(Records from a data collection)
++++

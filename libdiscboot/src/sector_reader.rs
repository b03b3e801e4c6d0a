//! Whole-file and sub-range reads of named disc files.

use crate::console::Console;
use crate::disc::{sectors_for_bytes, DiscImage, FileEntry, ReadTicket, SECTOR_SIZE};
use crate::error::{BootError, Result};
use crate::memory::Region;

use log::debug;

#[derive(Debug, Clone, Copy, PartialEq, Eq)]
pub enum ReadMode {
	/// Return as soon as the read is queued. The caller must sync before using the data.
	Issue,
	/// Return once the data is in memory.
	Block,
}

#[derive(Debug, Clone)]
pub struct RangeRead {
	pub entry: FileEntry,
	pub first_lba: u32,
	pub sectors: u32,
	/// Bytes of meaningful data at the start of the destination.
	pub bytes: u32,
	pub ticket: ReadTicket,
}

/// Reads `path` into `destination`.
///
/// With `start_sector` of 0 the file is read from its beginning: `sector_count` sectors, or the
/// whole file when the count is 0. Otherwise exactly `sector_count` sectors are read starting
/// `start_sector` sectors into the file, and a count is mandatory.
pub fn read_range<I: DiscImage>(
	console: &mut Console<I>,
	path: &str,
	destination: Region,
	start_sector: u32,
	sector_count: u32,
	mode: ReadMode,
) -> Result<RangeRead> {
	if start_sector != 0 && sector_count == 0 {
		return Err(BootError::SectorCountRequired(start_sector));
	}
	let entry = console.drive.search_file(path)?;
	let first_lba = entry.lba.checked_add(start_sector).ok_or(BootError::SectorOutOfRange(u32::MAX))?;
	let (sectors, bytes) = if sector_count > 0 {
		let bytes = sector_count as u64 * SECTOR_SIZE as u64;
		if bytes > destination.len() as u64 {
			return Err(BootError::OutsideWindow {
				window: destination.window().name(),
				address: destination.address(),
				length: bytes.min(u32::MAX as u64) as u32,
			});
		}
		(sector_count, bytes as u32)
	} else {
		(sectors_for_bytes(entry.size), entry.size)
	};
	debug!("{}: sectors {}+{} ({} bytes)", entry.path, start_sector, sectors, bytes);

	console.drive.set_location(first_lba)?;
	let ticket = console.drive.read(sectors, destination)?;
	if mode == ReadMode::Block {
		console.sync()?;
	}
	Ok(RangeRead { entry, first_lba, sectors, bytes, ticket })
}

#[cfg(test)]
mod tests {
	use super::*;
	use crate::disc::TransferStatus;
	use crate::disc_image::MemoryImage;
	use crate::memory::{MemoryMap, WindowId};

	fn console() -> Console<MemoryImage> {
		let data: Vec<u8> = (0..6 * SECTOR_SIZE).map(|i| (i / SECTOR_SIZE) as u8 + 1).collect();
		let image = MemoryImage::new()
			.with_file("\\PACK.BIN", data)
			.with_file("\\SHORT.TXT", b"hello".to_vec());
		Console::new(MemoryMap::DEFAULT, image, 1).unwrap()
	}

	#[test] fn test_whole_file() {
		let mut console = console();
		let region = console.memory.map().window_start(WindowId::Staging, 0x8000).unwrap();
		let read = read_range(&mut console, "\\SHORT.TXT", region, 0, 0, ReadMode::Block).unwrap();
		assert_eq!((read.sectors, read.bytes), (1, 5));
		assert_eq!(&console.memory.slice(&region)[..6], b"hello\0");
	}

	#[test] fn test_sub_range() {
		let mut console = console();
		let region = console.memory.map().window_start(WindowId::Staging, 0x8000).unwrap();
		let read = read_range(&mut console, "\\PACK.BIN", region, 2, 3, ReadMode::Issue).unwrap();
		assert_eq!(read.first_lba, read.entry.lba + 2);
		assert_eq!(read.bytes, 3 * SECTOR_SIZE as u32);
		assert_eq!(console.drive.status(read.ticket), TransferStatus::Pending { remaining_sectors: 3 });
		console.sync().unwrap();
		let memory = console.memory.slice(&region);
		assert_eq!((memory[0], memory[SECTOR_SIZE], memory[2 * SECTOR_SIZE]), (3, 4, 5));
		assert_eq!(memory[3 * SECTOR_SIZE], 0);
	}

	#[test] fn test_count_from_start() {
		let mut console = console();
		let region = console.memory.map().window_start(WindowId::Staging, 0x8000).unwrap();
		let read = read_range(&mut console, "\\PACK.BIN", region, 0, 2, ReadMode::Block).unwrap();
		assert_eq!(read.bytes, 2 * SECTOR_SIZE as u32);
		assert_eq!(console.memory.slice(&region)[2 * SECTOR_SIZE], 0);
	}

	#[test] fn test_offset_needs_a_count() {
		let mut console = console();
		let region = console.memory.map().window_start(WindowId::Staging, 0x8000).unwrap();
		assert!(matches!(
			read_range(&mut console, "\\PACK.BIN", region, 1, 0, ReadMode::Block),
			Err(BootError::SectorCountRequired(1))
		));
	}

	#[test] fn test_read_larger_than_destination() {
		let mut console = console();
		let region = console.memory.map().window_start(WindowId::Staging, SECTOR_SIZE as u32).unwrap();
		let result = read_range(&mut console, "\\PACK.BIN", region, 0, 0, ReadMode::Block);
		assert!(matches!(result, Err(BootError::OutsideWindow { .. })));
		assert!(console.memory.slice(&region).iter().all(|&b| b == 0));
	}

	#[test] fn test_missing_file() {
		let mut console = console();
		let region = console.memory.map().window_start(WindowId::Staging, 0x8000).unwrap();
		let error = read_range(&mut console, "\\GONE.BIN", region, 0, 0, ReadMode::Block).unwrap_err();
		assert!(error.is_not_found());
	}
}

++++

> _Work to complete_:
No line may be altered or left out when the data is written out.

> _Solution for this exercise_:
filename libdiscboot/src/sector_reader.rs
repository b03b3e801e4c6d0a
//! Whole-file and sub-range reads of named disc files.

use crate::console::Console;
use crate::disc::{sectors_for_bytes, DiscImage, FileEntry, ReadTicket, SECTOR_SIZE};
use crate::error::{BootError, Result};
use crate::memory::Region;

use log::debug;

#[derive(Debug, Clone, Copy, PartialEq, Eq)]
pub enum ReadMode {
	/// Return as soon as the read is queued. The caller must sync before using the data.
	Issue,
	/// Return once the data is in memory.
	Block,
}

#[derive(Debug, Clone)]
pub struct RangeRead {
	pub entry: FileEntry,
	pub first_lba: u32,
	pub sectors: u32,
	/// Bytes of meaningful data at the start of the destination.
	pub bytes: u32,
	pub ticket: ReadTicket,
}

/// Reads `path` into `destination`.
///
/// With `start_sector` of 0 the file is read from its beginning: `sector_count` sectors, or the
/// whole file when the count is 0. Otherwise exactly `sector_count` sectors are read starting
/// `start_sector` sectors into the file, and a count is mandatory.
pub fn read_range<I: DiscImage>(
	console: &mut Console<I>,
	path: &str,
	destination: Region,
	start_sector: u32,
	sector_count: u32,
	mode: ReadMode,
) -> Result<RangeRead> {
	if start_sector != 0 && sector_count == 0 {
		return Err(BootError::SectorCountRequired(start_sector));
	}
	let entry = console.drive.search_file(path)?;
	let first_lba = entry.lba.checked_add(start_sector).ok_or(BootError::SectorOutOfRange(u32::MAX))?;
	let (sectors, bytes) = if sector_count > 0 {
		let bytes = sector_count as u64 * SECTOR_SIZE as u64;
		if bytes > destination.len() as u64 {
			return Err(BootError::OutsideWindow {
				window: destination.window().name(),
				address: destination.address(),
				length: bytes.min(u32::MAX as u64) as u32,
			});
		}
		(sector_count, bytes as u32)
	} else {
		(sectors_for_bytes(entry.size), entry.size)
	};
	debug!("{}: sectors {}+{} ({} bytes)", entry.path, start_sector, sectors, bytes);

	console.drive.set_location(first_lba)?;
	let ticket = console.drive.read(sectors, destination)?;
	if mode == ReadMode::Block {
		console.sync()?;
	}
	Ok(RangeRead { entry, first_lba, sectors, bytes, ticket })
}

#[cfg(test)]
mod tests {
	use super::*;
	use crate::disc::TransferStatus;
	use crate::disc_image::MemoryImage;
	use crate::memory::{MemoryMap, WindowId};

	fn console() -> Console<MemoryImage> {
		let data: Vec<u8> = (0..6 * SECTOR_SIZE).map(|i| (i / SECTOR_SIZE) as u8 + 1).collect();
		let image = MemoryImage::new()
			.with_file("\\PACK.BIN", data)
			.with_file("\\SHORT.TXT", b"hello".to_vec());
		Console::new(MemoryMap::DEFAULT, image, 1).unwrap()
	}

	#[test] fn test_whole_file() {
		let mut console = console();
		let region = console.memory.map().window_start(WindowId::Staging, 0x8000).unwrap();
		let read = read_range(&mut console, "\\SHORT.TXT", region, 0, 0, ReadMode::Block).unwrap();
		assert_eq!((read.sectors, read.bytes), (1, 5));
		assert_eq!(&console.memory.slice(&region)[..6], b"hello\0");
	}

	#[test] fn test_sub_range() {
		let mut console = console();
		let region = console.memory.map().window_start(WindowId::Staging, 0x8000).unwrap();
		let read = read_range(&mut console, "\\PACK.BIN", region, 2, 3, ReadMode::Issue).unwrap();
		assert_eq!(read.first_lba, read.entry.lba + 2);
		assert_eq!(read.bytes, 3 * SECTOR_SIZE as u32);
		assert_eq!(console.drive.status(read.ticket), TransferStatus::Pending { remaining_sectors: 3 });
		console.sync().unwrap();
		let memory = console.memory.slice(&region);
		assert_eq!((memory[0], memory[SECTOR_SIZE], memory[2 * SECTOR_SIZE]), (3, 4, 5));
		assert_eq!(memory[3 * SECTOR_SIZE], 0);
	}

	#[test] fn test_count_from_start() {
		let mut console = console();
		let region = console.memory.map().window_start(WindowId::Staging, 0x8000).unwrap();
		let read = read_range(&mut console, "\\PACK.BIN", region, 0, 2, ReadMode::Block).unwrap();
		assert_eq!(read.bytes, 2 * SECTOR_SIZE as u32);
		assert_eq!(console.memory.slice(&region)[2 * SECTOR_SIZE], 0);
	}

	#[test] fn test_offset_needs_a_count() {
		let mut console = console();
		let region = console.memory.map().window_start(WindowId::Staging, 0x8000).unwrap();
		assert!(matches!(
			read_range(&mut console, "\\PACK.BIN", region, 1, 0, ReadMode::Block),
			Err(BootError::SectorCountRequired(1))
		));
	}

	#[test] fn test_read_larger_than_destination() {
		let mut console = console();
		let region = console.memory.map().window_start(WindowId::Staging, SECTOR_SIZE as u32).unwrap();
		let result = read_range(&mut console, "\\PACK.BIN", region, 0, 0, ReadMode::Block);
		assert!(matches!(result, Err(BootError::OutsideWindow { .. })));
		assert!(console.memory.slice(&region).iter().all(|&b| b == 0));
	}

	#[test] fn test_missing_file() {
		let mut console = console();
		let region = console.memory.map().window_start(WindowId::Staging, 0x8000).unwrap();
		let error = read_range(&mut console, "\\GONE.BIN", region, 0, 0, ReadMode::Block).unwrap_err();
		assert!(error.is_not_found());
	}
}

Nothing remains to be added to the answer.